Help for package haplo.ccs

Type:

Package

Title:

Estimate Haplotype Relative Risks in Case-Control Data

Version:

1.3.3

Date:

2025-03-26

Depends:

R (≥ 2.13.0), haplo.stats, survival

Maintainer:

Benjamin French <b.french@vumc.org>

Description:

Haplotype and covariate relative risks in case-control data are estimated by weighted logistic regression. Diplotype probabilities, which are estimated by EM computation with progressive insertion of loci, are utilized as weights. French et al. (2006) <doi:10.1002/gepi.20161>.

License:

GPL-2 | GPL-3 [expanded from: GPL (≥ 2)]

URL:

https://github.com/vubiostat/haplo.ccs

NeedsCompilation:

Packaged:

2025-03-26 16:38:52 UTC; garbetsp

Author:

Benjamin French

[cre, aut], Shawn Garbett

[ctb], Thomas Lumley [aut]

Repository:

CRAN

Date/Publication:

2025-03-26 17:00:02 UTC

Specify an Allele Matrix, Inheritance Mode, and Grouping for Rare Haplotypes

Description

'haplo' specifies an allele matrix and an inheritance mode for the 'haplo.ccs' model formula. 'haplo' also specifies preferences for grouping rare haplotypes.

Usage


haplo(..., mode, group.rare=TRUE, rare.freq=0.02)

Arguments

...

a matrix of alleles or list of columns of an allele matrix. Each locus on the chromosome has a pair of adjacent columns in the allele matrix, so that the number of columns of the allele matrix is twice the number of loci on the chromosome. The order of the columns corresponds to the order of the loci on the chromosome, and each row corresponds to the alleles for each subject. The alleles should be numerically coded, i.e., 1, 2, 3, or 4 for 'A', 'C', 'G', or 'T'.

mode

the inheritance mode, either 'additive', 'dominant', or 'recessive'. Note that the default inheritance mode is 'additive'.

group.rare

a logical value indicating whether rare haplotypes should be grouped in the 'haplo.ccs' model. Note that the default is to group rare haplotypes.

rare.freq

the population haplotype frequency to define rare haplotypes. If 'group.rare=TRUE', then haplotypes with an estimated population frequency less than or equal to 'rare.freq' are grouped in the 'haplo.ccs' model. Note that the default haplotype frequency is 0.02. 'rare.freq' is automatically set to 0 if 'group.rare=FALSE'.

Value

A matrix of alleles with mode, group.rare, and rare.freq assigned as attributes.

Author(s)

Benjamin French and Thomas Lumley, University of Washington

References

French B, Lumley T, Monks SA, Rice KM, Hindorff LA, Reiner AP, Psaty BM. Simple estimates of haplotype relative risks in case-control data. Genetic Epidemiology 2006; 30(6):485-494.

Examples


data(renin)

## Specify an allele matrix in a model fit by 'haplo.ccs'.

haplo.ccs(case ~ haplo(geno))

## Specify dominant inheritance and define rare haplotypes.

haplo.ccs(case ~ haplo(geno, mode="dominant", rare.freq=0.01))

## Specify the allele matrix without grouping rare haplotypes.

haplo.ccs(case ~ haplo(geno, group.rare=FALSE))

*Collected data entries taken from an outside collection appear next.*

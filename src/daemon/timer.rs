//! Timer engine for the background owner.
//!
//! This module provides the owner side of the timer:
//! - Commands (`startTimer`, `stopTimer`, `getState`, `checkNavigation`)
//! - The wake handler driven by the self-rearming [`Alarm`]
//! - Broadcasting to observer surfaces and focus enforcement
//! - Event firing for notifications
//!
//! The engine keeps no timer state in memory. Every operation reads the
//! persisted record, so a restarted owner continues exactly where the
//! previous one stopped.

use std::sync::Arc;

use anyhow::{Context, Result};
use tokio::sync::mpsc;
use tokio::time::Duration;
use tracing::{debug, info, warn};

use crate::bus::Broadcaster;
use crate::clock::{Clock, SystemClock};
use crate::focus::{self, FocusEnforcer};
use crate::machine::{self, Transition};
use crate::store::TimerRepository;
use crate::types::{
    Navigation, NavigationVerdict, ObserverEvent, SessionType, StartRequest, StateSnapshot,
    TimerSettings, TimerState,
};

use super::scheduler::{Alarm, MIN_WAKE_INTERVAL};

// ============================================================================
// TimerEvent
// ============================================================================

/// Timer events for notifications and external integrations.
#[derive(Debug, Clone, PartialEq, Eq)]
pub enum TimerEvent {
    /// A phase started, by command or by a transition
    PhaseStarted {
        /// Phase that started
        session_type: SessionType,
        /// Completed work sessions in the cycle
        session_count: u32,
        /// Absolute deadline in epoch milliseconds
        end_time: i64,
    },
    /// A phase ran out
    PhaseCompleted {
        /// The transition that was applied
        transition: Transition,
    },
    /// Timer stopped by command
    Stopped,
}

/// What a wake did.
#[derive(Debug, Clone, Copy, PartialEq, Eq)]
pub enum WakeOutcome {
    /// Nothing is running; no further wake is scheduled
    Idle,
    /// Deadline still ahead; observers got an `updateTime`
    Ticked {
        /// Seconds left, rounded up
        time_left: u32,
    },
    /// The deadline passed and the state advanced
    Advanced {
        /// The transition that was applied
        transition: Transition,
    },
}

// ============================================================================
// TimerEngine
// ============================================================================

/// Timer engine of the authoritative owner.
pub struct TimerEngine {
    /// Persisted timer state
    repository: TimerRepository,
    /// Defaults used when the store holds no settings
    settings: TimerSettings,
    /// Observer surfaces; registered pages are what the sweep closes
    broadcaster: Arc<Broadcaster>,
    /// Allow-list policy
    enforcer: FocusEnforcer,
    /// Wake scheduler
    alarm: Arc<dyn Alarm>,
    /// Time source
    clock: Arc<dyn Clock>,
    /// Delay between wakes while running
    wake_interval: Duration,
    /// Event sender channel
    event_tx: mpsc::UnboundedSender<TimerEvent>,
}

impl TimerEngine {
    /// Creates an engine over the owner repository.
    ///
    /// Pages registered on `broadcaster` are the tabs the enforcer sweeps.
    pub fn new(
        repository: TimerRepository,
        broadcaster: Arc<Broadcaster>,
        alarm: Arc<dyn Alarm>,
        event_tx: mpsc::UnboundedSender<TimerEvent>,
    ) -> Self {
        Self {
            repository,
            settings: TimerSettings::default(),
            broadcaster,
            enforcer: FocusEnforcer::default(),
            alarm,
            clock: Arc::new(SystemClock),
            wake_interval: MIN_WAKE_INTERVAL,
            event_tx,
        }
    }

    /// Sets the default settings.
    #[must_use]
    pub fn with_settings(mut self, settings: TimerSettings) -> Self {
        self.settings = settings;
        self
    }

    /// Sets the allow-list policy.
    #[must_use]
    pub fn with_focus(mut self, enforcer: FocusEnforcer) -> Self {
        self.enforcer = enforcer;
        self
    }

    /// Replaces the time source.
    #[must_use]
    pub fn with_clock(mut self, clock: Arc<dyn Clock>) -> Self {
        self.clock = clock;
        self
    }

    /// Sets the delay between wakes, never below [`MIN_WAKE_INTERVAL`].
    #[must_use]
    pub fn with_wake_interval(mut self, interval: Duration) -> Self {
        self.wake_interval = interval.max(MIN_WAKE_INTERVAL);
        self
    }

    /// Returns the broadcaster observers register on.
    pub fn broadcaster(&self) -> &Arc<Broadcaster> {
        &self.broadcaster
    }

    /// Returns the persisted state.
    pub fn state(&self) -> TimerState {
        self.repository.load(&self.settings)
    }

    /// Returns the `getState` view of the persisted state.
    pub fn snapshot(&self) -> StateSnapshot {
        self.state().snapshot()
    }

    /// Starts (or replaces) the running phase.
    ///
    /// # Errors
    ///
    /// Returns an error if the settings are invalid or the state cannot be
    /// persisted.
    pub fn start(&mut self, request: StartRequest) -> Result<StateSnapshot> {
        request.settings.validate().map_err(anyhow::Error::msg)?;

        let now = self.clock.now_millis();
        let mut state = TimerState::new(request.settings.clone());
        state.session_count = request.session_count;
        state.run_until(request.session_type, request.deadline(now));

        self.repository
            .save(&state)
            .context("failed to save timer state")?;

        info!(
            "Started {} (session {}), ends at {:?}",
            state.session_type.as_str(),
            state.session_count,
            state.end_timestamp
        );
        self.enter_phase(&state)?;

        Ok(state.snapshot())
    }

    /// Stops the timer, clears the schedule and resets the persisted state.
    ///
    /// Stopping an idle timer is not an error.
    ///
    /// # Errors
    ///
    /// Returns an error if the reset cannot be persisted.
    pub fn stop(&mut self) -> Result<StateSnapshot> {
        self.alarm.clear();

        let state = self
            .repository
            .reset(&self.settings)
            .context("failed to reset timer state")?;

        self.broadcaster.broadcast(&ObserverEvent::StopTimer);
        self.event_tx
            .send(TimerEvent::Stopped)
            .context("Failed to send stopped event")?;

        info!("Timer stopped");
        Ok(state.snapshot())
    }

    /// Handles one alarm wake.
    ///
    /// Decisions come from the persisted absolute deadline, so duplicate or
    /// late wakes land on the same state as punctual ones.
    ///
    /// # Errors
    ///
    /// Returns an error if an advanced state cannot be persisted.
    pub fn wake(&mut self) -> Result<WakeOutcome> {
        let now = self.clock.now_millis();
        let state = self.state();

        if !state.is_running {
            debug!("Wake while stopped, not rescheduling");
            return Ok(WakeOutcome::Idle);
        }

        let step = machine::advance(&state, now);
        if !step.transition.is_transition() {
            let time_left = state.remaining_at(now);
            self.broadcaster
                .broadcast(&ObserverEvent::UpdateTime { time_left });
            self.alarm.arm(self.wake_interval);
            return Ok(WakeOutcome::Ticked { time_left });
        }

        let next = step.state;
        self.repository
            .save(&next)
            .context("failed to save timer state")?;

        info!(
            "Phase {} ended, now {} (count {})",
            state.session_type.as_str(),
            next.session_type.as_str(),
            next.session_count
        );
        self.event_tx
            .send(TimerEvent::PhaseCompleted {
                transition: step.transition,
            })
            .context("Failed to send phase completed event")?;

        if next.is_running {
            self.enter_phase(&next)?;
        } else {
            self.alarm.clear();
            self.broadcaster.broadcast(&ObserverEvent::StopTimer);
        }

        Ok(WakeOutcome::Advanced {
            transition: step.transition,
        })
    }

    /// Checks a navigation against the focus policy.
    ///
    /// A blocked navigation closes the originating page when it is known.
    /// Any other top-level navigation of a known page becomes that page's
    /// recorded URL, which the next session-start sweep judges.
    pub fn check_navigation(&self, navigation: &Navigation) -> NavigationVerdict {
        let focus_active = self.repository.is_focus_active();
        let verdict = self.enforcer.check_navigation(navigation, focus_active);

        if verdict == NavigationVerdict::Blocked {
            info!("Blocked navigation to {}", navigation.url);
        }
        let Some(page_id) = navigation.tab_id else {
            return verdict;
        };

        if verdict == NavigationVerdict::Blocked {
            if let Err(e) = focus::close_page(&self.broadcaster, page_id) {
                warn!("Failed to close blocked page {}: {}", page_id, e);
            }
        } else if navigation.is_top_level() {
            self.broadcaster.record_url(page_id, &navigation.url);
        }

        verdict
    }

    /// Resumes the wake loop after an owner restart.
    ///
    /// Returns true if a persisted running state was found. The first wake
    /// is immediate so an expired deadline advances right away.
    pub fn recover(&mut self) -> bool {
        let state = self.state();
        if !state.is_running {
            return false;
        }
        info!(
            "Recovered running {} ending at {:?}",
            state.session_type.as_str(),
            state.end_timestamp
        );
        self.alarm.arm(Duration::ZERO);
        true
    }

    /// Arms the next regular wake if a phase is running.
    ///
    /// Used after a failed wake so a transient store error does not leave a
    /// running timer without a schedule.
    pub fn reschedule(&self) {
        if self.state().is_running {
            self.alarm.arm(self.wake_interval);
        }
    }

    /// Sweeps for work, announces the phase and arms the next wake.
    fn enter_phase(&self, state: &TimerState) -> Result<()> {
        let Some(end_time) = state.end_timestamp else {
            return Ok(());
        };

        if state.session_type.is_work() {
            let report = self.enforcer.sweep(&self.broadcaster);
            debug!(
                "Sweep closed {} page(s), kept {}, skipped {}",
                report.closed.len(),
                report.kept,
                report.skipped
            );
        }

        self.broadcaster.broadcast(&ObserverEvent::StartTimer {
            end_time,
            session_type: state.session_type,
            session_count: state.session_count,
        });
        self.alarm.arm(self.wake_interval);

        self.event_tx
            .send(TimerEvent::PhaseStarted {
                session_type: state.session_type,
                session_count: state.session_count,
                end_time,
            })
            .context("Failed to send phase started event")?;

        Ok(())
    }
}

// ============================================================================
// Tests
// ============================================================================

Estimate Haplotype Relative Risks in Case-Control Data

Description

'haplo.ccs' estimates haplotype and covariate relative risks in case-control data by weighted logistic regression. Diplotype probabilities, which are estimated by EM computation with progressive insertion of loci, are utilized as weights. The model is specified by a symbolic description of the linear predictor, which includes specification of an allele matrix, inheritance mode, and preferences for rare haplotypes using 'haplo'. Note that use of this function requires installation of the 'haplo.stats' and 'survival' packages. See 'haplo.em' for a description of EM computation of diplotype probabilities. Currently missing genotype information is not allowed.

Usage


haplo.ccs(formula, data=NULL, ...)

haplo.ccs.fit(y, x, int, geno, inherit.mode, group.rare, rare.freq, 
              referent, names.x, names.int, ...)

Arguments

formula

a symbolic description of the model to be fit, which requires specification of an allele matrix and inheritance mode using 'haplo'. Note that 'additive' is the default inheritance mode for 'haplo'. Preferences for grouping rare haplotypes are also specified using 'haplo'. Note that by default 'haplo' groups haplotypes with an estimated population frequency less than 0.02. More details on model formulae are given below.

data

an optional data frame, list, or environment (or object coercible by 'as.data.frame' to a data frame) containing the variables in the model. If not found in 'data', the variables are taken from 'environment(formula)', typically the environment from which 'haplo.ccs' is called.

referent

a character string representing the haplotype to be used as the referent. The haplotype with the highest estimated population frequency is the default referent.

...

optional model-fitting arguments to be passed to 'glm'.

y

a vector of observations.

x

the design matrix for environmental covariates.

int

the design matrix for haplotype-environment interaction.

geno

the allele matrix.

inherit.mode

the inheritance mode specified by 'haplo'.

group.rare

a logical value indicating whether rare haplotypes should be grouped, specified by 'haplo'.

rare.freq

the population haplotype frequency used to define the rare haplotypes, specified by 'haplo'.

names.x

the column names of the design matrix for covariates.

names.int

the column names of the design matrix for haplotype-environment interaction.

Details

A formula has the form 'y ~ terms' where 'y' is a numeric vector indicating case-control status and 'terms' is a series of terms which specifies a linear predictor for 'y'. A terms specification of the form 'first + second' indicates all the terms in 'first' together with all the terms in 'second' with duplicates removed. The terms in the formula will be re-ordered so that main effects come first, followed by the interactions, all second-order, all third-order and so on. The specification 'first*second' indicates the cross of 'first' and 'second'.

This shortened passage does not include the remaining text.